_Your instructions:_ Search the data for "static". Each line containing it is to be copied.

------ Material to process ------

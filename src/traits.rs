//! External collaborator traits
//!
//! The retrieval pipeline and cascade engine consume vector indexes, graph
//! stores, NER services, classifiers, and LLM providers exclusively through
//! these traits. Concrete backends live outside this crate.

use async_trait::async_trait;
use serde::{Deserialize, Serialize};
use thiserror::Error;

use crate::inference::ner::Entity;

/// Failure of an external collaborator call
#[derive(Error, Debug)]
#[error("{collaborator} call failed: {message}")]
pub struct UpstreamError {
    /// Name of the collaborator that failed (e.g. "vector_store")
    pub collaborator: &'static str,
    /// Backend-specific failure description
    pub message: String,
}

impl UpstreamError {
    pub fn new(collaborator: &'static str, message: impl Into<String>) -> Self {
        Self {
            collaborator,
            message: message.into(),
        }
    }
}

/// A single document hit from the vector store
#[derive(Debug, Clone, Serialize, Deserialize)]
pub struct VectorHit {
    pub doc_id: String,
    pub content: String,
    /// Similarity score, normalized to [0, 1]
    pub score: f32,
}

/// A document matched through shared entities in the graph store
#[derive(Debug, Clone, Serialize, Deserialize)]
pub struct GraphHit {
    pub doc_id: String,
    pub content: String,
    /// Relation strength, normalized to [0, 1]
    pub score: f32,
    /// Query entities that matched this document
    pub matched_entities: Vec<String>,
}

/// A document reached through multi-hop graph traversal
#[derive(Debug, Clone, Serialize, Deserialize)]
pub struct RelatedDoc {
    pub doc_id: String,
    pub content: String,
    /// Hop distance from the seed document (1 = direct neighbor)
    pub distance: usize,
    /// Relation strength, normalized to [0, 1]
    pub score: f32,
}

/// A chat message for LLM generation
#[derive(Debug, Clone, Serialize, Deserialize)]
pub struct ChatMessage {
    pub role: String,
    pub content: String,
}

impl ChatMessage {
    pub fn user(content: impl Into<String>) -> Self {
        Self {
            role: "user".to_string(),
            content: content.into(),
        }
    }

    pub fn system(content: impl Into<String>) -> Self {
        Self {
            role: "system".to_string(),
            content: content.into(),
        }
    }
}

/// Output of a lightweight local classifier
#[derive(Debug, Clone)]
pub struct Classification {
    /// Predicted label
    pub label: String,
    /// Model probability for the predicted label (0-1)
    pub probability: f32,
}

/// Trait for embedding providers
///
/// Allows abstraction over different embedding backends; the pipeline only
/// needs query embeddings for vector recall.
#[async_trait]
pub trait EmbeddingProvider: Send + Sync {
    /// Generate an embedding for a single text
    async fn embed(&self, text: &str) -> Result<Vec<f32>, UpstreamError>;

    /// Get the embedding dimension
    fn dimension(&self) -> usize;
}

/// Trait for approximate nearest-neighbor vector stores
#[async_trait]
pub trait VectorStore: Send + Sync {
    /// Search for the `top_k` documents closest to `query_embedding`
    async fn search(
        &self,
        query_embedding: &[f32],
        top_k: usize,
        filters: Option<&serde_json::Value>,
    ) -> Result<Vec<VectorHit>, UpstreamError>;
}

/// Trait for entity-relationship graph stores
#[async_trait]
pub trait GraphStore: Send + Sync {
    /// Find documents connected to any of the given entities
    async fn search_by_entities(
        &self,
        entities: &[String],
        top_k: usize,
    ) -> Result<Vec<GraphHit>, UpstreamError>;

    /// Find documents related to `doc_id` within `max_hops` hops
    async fn find_related(
        &self,
        doc_id: &str,
        max_hops: usize,
        limit: usize,
    ) -> Result<Vec<RelatedDoc>, UpstreamError>;
}

/// Trait for named-entity extraction services
#[async_trait]
pub trait NerExtractor: Send + Sync {
    /// Extract entities from text
    async fn extract(&self, text: &str) -> Result<Vec<Entity>, UpstreamError>;
}

/// Trait for LLM providers
#[async_trait]
pub trait LlmCaller: Send + Sync {
    /// Generate a completion for the given messages
    async fn generate(
        &self,
        messages: &[ChatMessage],
        temperature: f32,
    ) -> Result<String, UpstreamError>;
}

/// Trait for lightweight local classifiers backing fast-model levels
#[async_trait]
pub trait FastClassifier: Send + Sync {
    /// Classify the input text
    async fn classify(&self, text: &str) -> Result<Classification, UpstreamError>;

    /// Get the model name
    fn model_name(&self) -> &str;
}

------

_Answer for the task:_
    pub collaborator: &'static str,
    pub fn new(collaborator: &'static str, message: impl Into<String>) -> Self {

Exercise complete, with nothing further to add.